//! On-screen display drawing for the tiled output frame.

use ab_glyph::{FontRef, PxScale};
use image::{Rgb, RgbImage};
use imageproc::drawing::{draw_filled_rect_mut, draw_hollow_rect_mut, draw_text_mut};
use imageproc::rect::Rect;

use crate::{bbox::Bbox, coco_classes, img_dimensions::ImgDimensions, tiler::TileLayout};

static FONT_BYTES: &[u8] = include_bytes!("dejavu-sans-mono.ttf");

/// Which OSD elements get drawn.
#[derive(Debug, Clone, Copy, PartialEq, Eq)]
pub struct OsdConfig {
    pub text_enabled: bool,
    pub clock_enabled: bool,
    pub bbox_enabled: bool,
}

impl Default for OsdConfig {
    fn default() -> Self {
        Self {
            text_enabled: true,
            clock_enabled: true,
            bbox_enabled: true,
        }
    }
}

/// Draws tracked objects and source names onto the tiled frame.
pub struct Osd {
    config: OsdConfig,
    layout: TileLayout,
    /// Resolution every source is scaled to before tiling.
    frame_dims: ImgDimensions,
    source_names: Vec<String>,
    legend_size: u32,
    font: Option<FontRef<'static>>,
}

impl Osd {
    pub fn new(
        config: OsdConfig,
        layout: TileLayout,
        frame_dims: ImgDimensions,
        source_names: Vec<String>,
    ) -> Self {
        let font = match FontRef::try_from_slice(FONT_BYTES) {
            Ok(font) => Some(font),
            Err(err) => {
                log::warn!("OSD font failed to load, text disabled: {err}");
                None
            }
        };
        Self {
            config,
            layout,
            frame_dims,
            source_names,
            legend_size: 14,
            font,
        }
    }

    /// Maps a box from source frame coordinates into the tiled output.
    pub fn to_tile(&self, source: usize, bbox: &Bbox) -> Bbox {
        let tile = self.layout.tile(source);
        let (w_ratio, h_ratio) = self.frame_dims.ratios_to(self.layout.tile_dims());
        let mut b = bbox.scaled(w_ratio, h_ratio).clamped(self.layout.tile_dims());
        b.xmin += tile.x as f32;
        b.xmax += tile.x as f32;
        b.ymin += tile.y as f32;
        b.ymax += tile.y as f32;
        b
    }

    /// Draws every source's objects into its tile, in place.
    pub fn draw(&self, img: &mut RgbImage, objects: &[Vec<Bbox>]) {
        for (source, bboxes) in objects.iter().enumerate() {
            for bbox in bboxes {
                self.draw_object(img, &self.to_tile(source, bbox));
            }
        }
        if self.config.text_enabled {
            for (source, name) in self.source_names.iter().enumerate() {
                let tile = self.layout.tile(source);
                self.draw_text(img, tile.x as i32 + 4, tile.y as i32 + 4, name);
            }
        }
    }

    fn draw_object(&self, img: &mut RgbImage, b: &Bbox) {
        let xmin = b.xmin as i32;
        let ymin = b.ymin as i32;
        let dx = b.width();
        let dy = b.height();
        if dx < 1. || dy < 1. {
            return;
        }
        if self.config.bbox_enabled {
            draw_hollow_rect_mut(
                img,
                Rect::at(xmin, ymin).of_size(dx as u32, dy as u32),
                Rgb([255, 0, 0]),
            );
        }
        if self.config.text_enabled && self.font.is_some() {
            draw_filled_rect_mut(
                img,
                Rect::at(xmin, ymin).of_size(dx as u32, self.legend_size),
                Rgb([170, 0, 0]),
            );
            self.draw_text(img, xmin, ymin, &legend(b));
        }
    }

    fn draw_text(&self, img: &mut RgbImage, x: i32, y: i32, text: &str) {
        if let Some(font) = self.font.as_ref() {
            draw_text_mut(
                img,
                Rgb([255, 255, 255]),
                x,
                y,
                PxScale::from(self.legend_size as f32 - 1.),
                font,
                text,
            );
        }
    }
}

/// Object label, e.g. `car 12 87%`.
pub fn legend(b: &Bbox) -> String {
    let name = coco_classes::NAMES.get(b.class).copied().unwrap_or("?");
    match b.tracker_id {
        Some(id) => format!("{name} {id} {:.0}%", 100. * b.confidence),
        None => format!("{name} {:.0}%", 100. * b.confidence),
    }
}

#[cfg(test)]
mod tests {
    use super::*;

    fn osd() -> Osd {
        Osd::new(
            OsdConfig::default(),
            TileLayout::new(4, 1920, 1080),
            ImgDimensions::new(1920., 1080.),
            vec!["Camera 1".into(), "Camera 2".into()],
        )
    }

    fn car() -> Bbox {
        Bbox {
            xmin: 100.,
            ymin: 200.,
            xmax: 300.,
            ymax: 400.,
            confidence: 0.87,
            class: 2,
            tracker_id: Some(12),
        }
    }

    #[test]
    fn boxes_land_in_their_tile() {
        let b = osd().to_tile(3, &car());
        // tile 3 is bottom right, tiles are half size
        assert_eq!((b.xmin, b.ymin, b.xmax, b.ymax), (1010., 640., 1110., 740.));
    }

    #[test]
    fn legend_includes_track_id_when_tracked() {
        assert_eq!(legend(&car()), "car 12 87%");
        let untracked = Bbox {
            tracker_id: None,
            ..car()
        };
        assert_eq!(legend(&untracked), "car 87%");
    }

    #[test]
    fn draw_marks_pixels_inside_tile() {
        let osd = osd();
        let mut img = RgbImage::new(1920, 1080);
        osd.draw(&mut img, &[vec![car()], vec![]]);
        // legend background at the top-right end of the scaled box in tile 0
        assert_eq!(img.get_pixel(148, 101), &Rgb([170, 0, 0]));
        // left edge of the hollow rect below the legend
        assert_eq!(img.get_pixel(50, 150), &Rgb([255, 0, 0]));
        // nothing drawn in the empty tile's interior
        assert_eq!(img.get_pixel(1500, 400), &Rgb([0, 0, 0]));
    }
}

● ● ● ● ●

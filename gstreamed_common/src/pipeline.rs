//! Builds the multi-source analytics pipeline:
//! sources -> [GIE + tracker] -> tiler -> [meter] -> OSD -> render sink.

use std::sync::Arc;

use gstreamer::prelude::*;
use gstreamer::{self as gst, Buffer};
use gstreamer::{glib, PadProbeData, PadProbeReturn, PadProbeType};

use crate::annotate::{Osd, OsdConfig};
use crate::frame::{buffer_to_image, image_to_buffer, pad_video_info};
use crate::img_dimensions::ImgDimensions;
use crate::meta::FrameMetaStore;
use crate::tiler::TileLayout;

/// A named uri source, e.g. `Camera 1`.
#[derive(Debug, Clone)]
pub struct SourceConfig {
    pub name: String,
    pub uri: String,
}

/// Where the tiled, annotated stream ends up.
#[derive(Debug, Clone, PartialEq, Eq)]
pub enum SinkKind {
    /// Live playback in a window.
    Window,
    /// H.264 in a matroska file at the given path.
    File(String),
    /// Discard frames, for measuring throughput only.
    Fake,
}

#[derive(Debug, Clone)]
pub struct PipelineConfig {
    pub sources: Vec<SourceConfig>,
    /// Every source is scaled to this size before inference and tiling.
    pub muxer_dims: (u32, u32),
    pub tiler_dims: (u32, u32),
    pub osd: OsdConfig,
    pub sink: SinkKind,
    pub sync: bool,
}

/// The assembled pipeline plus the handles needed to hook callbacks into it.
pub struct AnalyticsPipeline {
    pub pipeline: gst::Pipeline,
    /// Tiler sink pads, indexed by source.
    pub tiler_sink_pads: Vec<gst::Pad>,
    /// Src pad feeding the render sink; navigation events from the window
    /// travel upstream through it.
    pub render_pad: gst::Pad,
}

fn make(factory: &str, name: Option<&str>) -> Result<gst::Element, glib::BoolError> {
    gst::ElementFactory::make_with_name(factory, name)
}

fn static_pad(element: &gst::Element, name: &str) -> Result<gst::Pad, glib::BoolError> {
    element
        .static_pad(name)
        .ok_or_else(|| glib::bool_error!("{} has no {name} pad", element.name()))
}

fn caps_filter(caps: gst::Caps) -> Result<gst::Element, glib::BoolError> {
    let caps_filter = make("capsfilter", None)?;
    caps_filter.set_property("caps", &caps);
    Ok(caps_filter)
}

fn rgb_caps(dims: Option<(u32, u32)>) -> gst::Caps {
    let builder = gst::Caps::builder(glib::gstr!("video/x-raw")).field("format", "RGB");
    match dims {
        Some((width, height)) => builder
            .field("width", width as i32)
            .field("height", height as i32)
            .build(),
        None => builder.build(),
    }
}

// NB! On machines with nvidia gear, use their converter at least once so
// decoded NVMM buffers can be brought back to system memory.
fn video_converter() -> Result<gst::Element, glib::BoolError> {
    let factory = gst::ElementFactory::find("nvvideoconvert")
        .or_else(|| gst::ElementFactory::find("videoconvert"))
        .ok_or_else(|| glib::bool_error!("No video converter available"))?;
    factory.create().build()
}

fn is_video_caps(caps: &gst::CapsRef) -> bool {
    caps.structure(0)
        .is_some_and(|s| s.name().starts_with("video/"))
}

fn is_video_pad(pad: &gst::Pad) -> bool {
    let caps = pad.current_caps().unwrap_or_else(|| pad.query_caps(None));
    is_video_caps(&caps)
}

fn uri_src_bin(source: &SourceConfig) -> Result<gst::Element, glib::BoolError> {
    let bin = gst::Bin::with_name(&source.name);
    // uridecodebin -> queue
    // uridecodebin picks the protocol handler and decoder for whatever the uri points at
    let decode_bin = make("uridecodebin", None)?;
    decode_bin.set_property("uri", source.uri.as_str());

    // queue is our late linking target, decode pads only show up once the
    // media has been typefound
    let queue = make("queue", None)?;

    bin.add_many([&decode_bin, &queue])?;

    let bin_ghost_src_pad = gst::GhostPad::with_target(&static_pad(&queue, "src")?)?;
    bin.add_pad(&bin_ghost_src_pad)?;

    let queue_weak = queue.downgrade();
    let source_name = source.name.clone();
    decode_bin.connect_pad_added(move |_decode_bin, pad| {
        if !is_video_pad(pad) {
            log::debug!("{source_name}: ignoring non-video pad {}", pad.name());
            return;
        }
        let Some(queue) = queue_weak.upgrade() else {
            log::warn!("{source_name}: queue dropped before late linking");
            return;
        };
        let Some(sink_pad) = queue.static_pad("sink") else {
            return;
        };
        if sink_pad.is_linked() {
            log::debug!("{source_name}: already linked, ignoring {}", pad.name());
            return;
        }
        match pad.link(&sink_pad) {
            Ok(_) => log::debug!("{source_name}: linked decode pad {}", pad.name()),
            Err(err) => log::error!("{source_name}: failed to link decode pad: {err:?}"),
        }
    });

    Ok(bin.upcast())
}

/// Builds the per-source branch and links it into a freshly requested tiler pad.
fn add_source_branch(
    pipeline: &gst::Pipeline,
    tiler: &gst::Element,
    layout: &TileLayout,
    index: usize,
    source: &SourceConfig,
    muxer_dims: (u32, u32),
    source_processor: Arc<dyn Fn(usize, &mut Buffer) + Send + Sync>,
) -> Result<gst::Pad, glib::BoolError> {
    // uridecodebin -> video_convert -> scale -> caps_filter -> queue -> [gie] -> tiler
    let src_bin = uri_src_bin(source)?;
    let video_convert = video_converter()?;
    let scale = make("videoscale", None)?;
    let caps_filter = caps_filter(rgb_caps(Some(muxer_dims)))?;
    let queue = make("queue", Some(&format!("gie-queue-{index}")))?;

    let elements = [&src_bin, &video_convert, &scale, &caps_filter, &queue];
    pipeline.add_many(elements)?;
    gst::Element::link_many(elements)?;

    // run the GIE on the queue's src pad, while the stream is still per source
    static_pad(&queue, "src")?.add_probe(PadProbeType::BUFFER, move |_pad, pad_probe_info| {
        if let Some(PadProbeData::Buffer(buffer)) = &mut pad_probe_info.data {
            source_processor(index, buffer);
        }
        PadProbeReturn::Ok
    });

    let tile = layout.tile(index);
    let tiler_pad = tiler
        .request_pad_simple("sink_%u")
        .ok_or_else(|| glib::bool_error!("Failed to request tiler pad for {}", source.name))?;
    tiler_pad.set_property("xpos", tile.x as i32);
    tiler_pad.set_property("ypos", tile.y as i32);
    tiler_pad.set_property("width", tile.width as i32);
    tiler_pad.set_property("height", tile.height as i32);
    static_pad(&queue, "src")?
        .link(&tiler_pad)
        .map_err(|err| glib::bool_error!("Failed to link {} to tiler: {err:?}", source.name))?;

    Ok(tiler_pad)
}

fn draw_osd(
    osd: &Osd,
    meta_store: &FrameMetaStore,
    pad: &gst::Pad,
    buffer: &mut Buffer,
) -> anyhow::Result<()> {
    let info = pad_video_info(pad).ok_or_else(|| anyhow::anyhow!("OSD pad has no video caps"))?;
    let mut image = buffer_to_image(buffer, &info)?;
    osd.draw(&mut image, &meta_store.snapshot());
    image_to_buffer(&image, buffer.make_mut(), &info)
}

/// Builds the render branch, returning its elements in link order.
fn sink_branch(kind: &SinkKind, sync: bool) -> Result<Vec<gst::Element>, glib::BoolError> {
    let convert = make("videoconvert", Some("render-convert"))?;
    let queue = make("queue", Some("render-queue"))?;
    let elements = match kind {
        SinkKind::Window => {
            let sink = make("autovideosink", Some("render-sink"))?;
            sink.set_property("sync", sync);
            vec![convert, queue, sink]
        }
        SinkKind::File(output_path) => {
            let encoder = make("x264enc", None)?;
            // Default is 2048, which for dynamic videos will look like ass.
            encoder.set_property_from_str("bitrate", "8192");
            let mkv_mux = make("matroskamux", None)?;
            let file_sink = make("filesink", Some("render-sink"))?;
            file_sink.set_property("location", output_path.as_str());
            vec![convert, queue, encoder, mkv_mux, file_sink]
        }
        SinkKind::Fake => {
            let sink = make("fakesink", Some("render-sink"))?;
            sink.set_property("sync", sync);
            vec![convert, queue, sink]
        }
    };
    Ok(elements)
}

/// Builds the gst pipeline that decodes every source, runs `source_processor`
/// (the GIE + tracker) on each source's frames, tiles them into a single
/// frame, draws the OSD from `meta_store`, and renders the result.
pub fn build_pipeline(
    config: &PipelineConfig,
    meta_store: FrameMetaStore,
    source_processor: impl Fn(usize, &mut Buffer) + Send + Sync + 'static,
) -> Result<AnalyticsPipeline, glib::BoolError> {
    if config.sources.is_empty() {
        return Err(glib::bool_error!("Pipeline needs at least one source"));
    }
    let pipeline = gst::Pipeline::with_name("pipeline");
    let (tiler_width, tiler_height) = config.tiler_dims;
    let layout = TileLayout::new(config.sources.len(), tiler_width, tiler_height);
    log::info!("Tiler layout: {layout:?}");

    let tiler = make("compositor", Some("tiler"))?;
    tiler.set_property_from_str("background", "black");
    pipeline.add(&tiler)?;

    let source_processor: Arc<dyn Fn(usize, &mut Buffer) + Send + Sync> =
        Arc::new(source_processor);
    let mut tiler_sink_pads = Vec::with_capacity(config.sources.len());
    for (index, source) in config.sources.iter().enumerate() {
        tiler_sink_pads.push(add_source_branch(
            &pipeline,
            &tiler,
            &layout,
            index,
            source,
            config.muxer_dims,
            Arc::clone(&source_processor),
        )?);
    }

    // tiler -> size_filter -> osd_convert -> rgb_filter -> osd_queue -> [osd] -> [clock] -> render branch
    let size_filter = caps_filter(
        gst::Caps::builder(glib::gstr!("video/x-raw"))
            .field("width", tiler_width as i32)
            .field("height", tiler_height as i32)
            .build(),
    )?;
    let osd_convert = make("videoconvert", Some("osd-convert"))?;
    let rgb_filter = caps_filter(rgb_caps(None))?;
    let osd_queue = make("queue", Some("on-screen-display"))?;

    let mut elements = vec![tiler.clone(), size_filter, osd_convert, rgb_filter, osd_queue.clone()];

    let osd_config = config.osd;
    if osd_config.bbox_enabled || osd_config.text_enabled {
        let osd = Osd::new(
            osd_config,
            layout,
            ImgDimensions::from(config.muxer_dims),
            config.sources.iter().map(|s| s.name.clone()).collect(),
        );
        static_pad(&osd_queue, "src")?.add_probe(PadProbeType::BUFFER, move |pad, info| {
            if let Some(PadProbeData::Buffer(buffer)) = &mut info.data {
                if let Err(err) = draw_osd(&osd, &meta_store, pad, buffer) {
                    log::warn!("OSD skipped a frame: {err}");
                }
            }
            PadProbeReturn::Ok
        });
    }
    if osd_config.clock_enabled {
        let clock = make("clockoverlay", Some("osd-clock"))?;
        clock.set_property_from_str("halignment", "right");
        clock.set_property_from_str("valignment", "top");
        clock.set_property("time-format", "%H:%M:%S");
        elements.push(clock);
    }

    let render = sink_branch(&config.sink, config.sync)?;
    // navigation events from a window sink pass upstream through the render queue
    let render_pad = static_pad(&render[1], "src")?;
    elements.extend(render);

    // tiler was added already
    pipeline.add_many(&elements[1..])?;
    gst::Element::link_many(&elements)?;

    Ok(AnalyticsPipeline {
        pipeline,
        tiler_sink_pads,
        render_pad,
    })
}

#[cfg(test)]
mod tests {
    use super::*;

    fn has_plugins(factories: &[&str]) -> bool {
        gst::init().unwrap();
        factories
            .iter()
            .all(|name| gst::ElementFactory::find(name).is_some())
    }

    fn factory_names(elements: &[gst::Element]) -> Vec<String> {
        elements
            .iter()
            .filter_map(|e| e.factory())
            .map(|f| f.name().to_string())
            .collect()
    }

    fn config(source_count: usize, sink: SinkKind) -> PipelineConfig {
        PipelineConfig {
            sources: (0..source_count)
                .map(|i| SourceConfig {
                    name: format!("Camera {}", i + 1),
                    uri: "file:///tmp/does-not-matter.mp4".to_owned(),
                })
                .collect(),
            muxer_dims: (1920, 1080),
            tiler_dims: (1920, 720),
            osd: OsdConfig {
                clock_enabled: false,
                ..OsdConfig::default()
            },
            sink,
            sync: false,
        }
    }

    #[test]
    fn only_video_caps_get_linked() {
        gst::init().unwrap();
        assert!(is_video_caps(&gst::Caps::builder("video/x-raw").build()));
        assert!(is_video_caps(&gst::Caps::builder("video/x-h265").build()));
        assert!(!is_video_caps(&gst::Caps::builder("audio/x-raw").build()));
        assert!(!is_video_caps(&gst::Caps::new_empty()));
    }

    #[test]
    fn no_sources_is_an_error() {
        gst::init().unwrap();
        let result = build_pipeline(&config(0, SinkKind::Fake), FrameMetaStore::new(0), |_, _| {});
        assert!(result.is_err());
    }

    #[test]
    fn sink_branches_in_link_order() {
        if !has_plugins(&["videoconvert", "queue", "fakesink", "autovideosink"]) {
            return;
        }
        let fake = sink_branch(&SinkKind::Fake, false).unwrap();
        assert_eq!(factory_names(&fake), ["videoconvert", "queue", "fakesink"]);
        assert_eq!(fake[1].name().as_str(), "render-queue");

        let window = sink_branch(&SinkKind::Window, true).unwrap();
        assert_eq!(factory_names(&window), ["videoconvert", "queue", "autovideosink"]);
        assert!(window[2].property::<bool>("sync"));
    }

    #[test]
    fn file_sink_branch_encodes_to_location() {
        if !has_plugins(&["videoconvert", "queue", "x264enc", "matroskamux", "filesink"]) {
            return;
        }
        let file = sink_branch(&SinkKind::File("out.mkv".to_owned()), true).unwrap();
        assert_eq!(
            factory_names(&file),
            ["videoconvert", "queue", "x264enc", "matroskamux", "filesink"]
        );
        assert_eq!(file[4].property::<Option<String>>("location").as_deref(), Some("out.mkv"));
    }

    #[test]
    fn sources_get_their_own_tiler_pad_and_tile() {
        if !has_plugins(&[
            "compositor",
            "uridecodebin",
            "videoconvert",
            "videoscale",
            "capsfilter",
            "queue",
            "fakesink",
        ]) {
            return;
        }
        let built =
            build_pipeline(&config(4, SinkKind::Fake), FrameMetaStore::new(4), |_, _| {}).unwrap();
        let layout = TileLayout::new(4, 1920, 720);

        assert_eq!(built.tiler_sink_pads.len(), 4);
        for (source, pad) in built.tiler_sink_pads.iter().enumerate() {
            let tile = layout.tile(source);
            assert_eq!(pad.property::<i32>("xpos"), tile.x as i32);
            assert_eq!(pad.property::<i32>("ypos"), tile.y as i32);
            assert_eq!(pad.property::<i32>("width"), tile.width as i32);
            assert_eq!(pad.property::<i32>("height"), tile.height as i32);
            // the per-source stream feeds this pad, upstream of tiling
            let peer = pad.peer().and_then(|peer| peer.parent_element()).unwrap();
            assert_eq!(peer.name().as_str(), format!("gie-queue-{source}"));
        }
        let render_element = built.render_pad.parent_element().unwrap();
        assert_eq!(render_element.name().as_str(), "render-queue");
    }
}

● ● ● ● ●

__THE PROBLEM__. Pick each line holding the word "bboxes" out of the data and copy it.

__WORKED SOLUTION__.
        for (source, bboxes) in objects.iter().enumerate() {
            for bbox in bboxes {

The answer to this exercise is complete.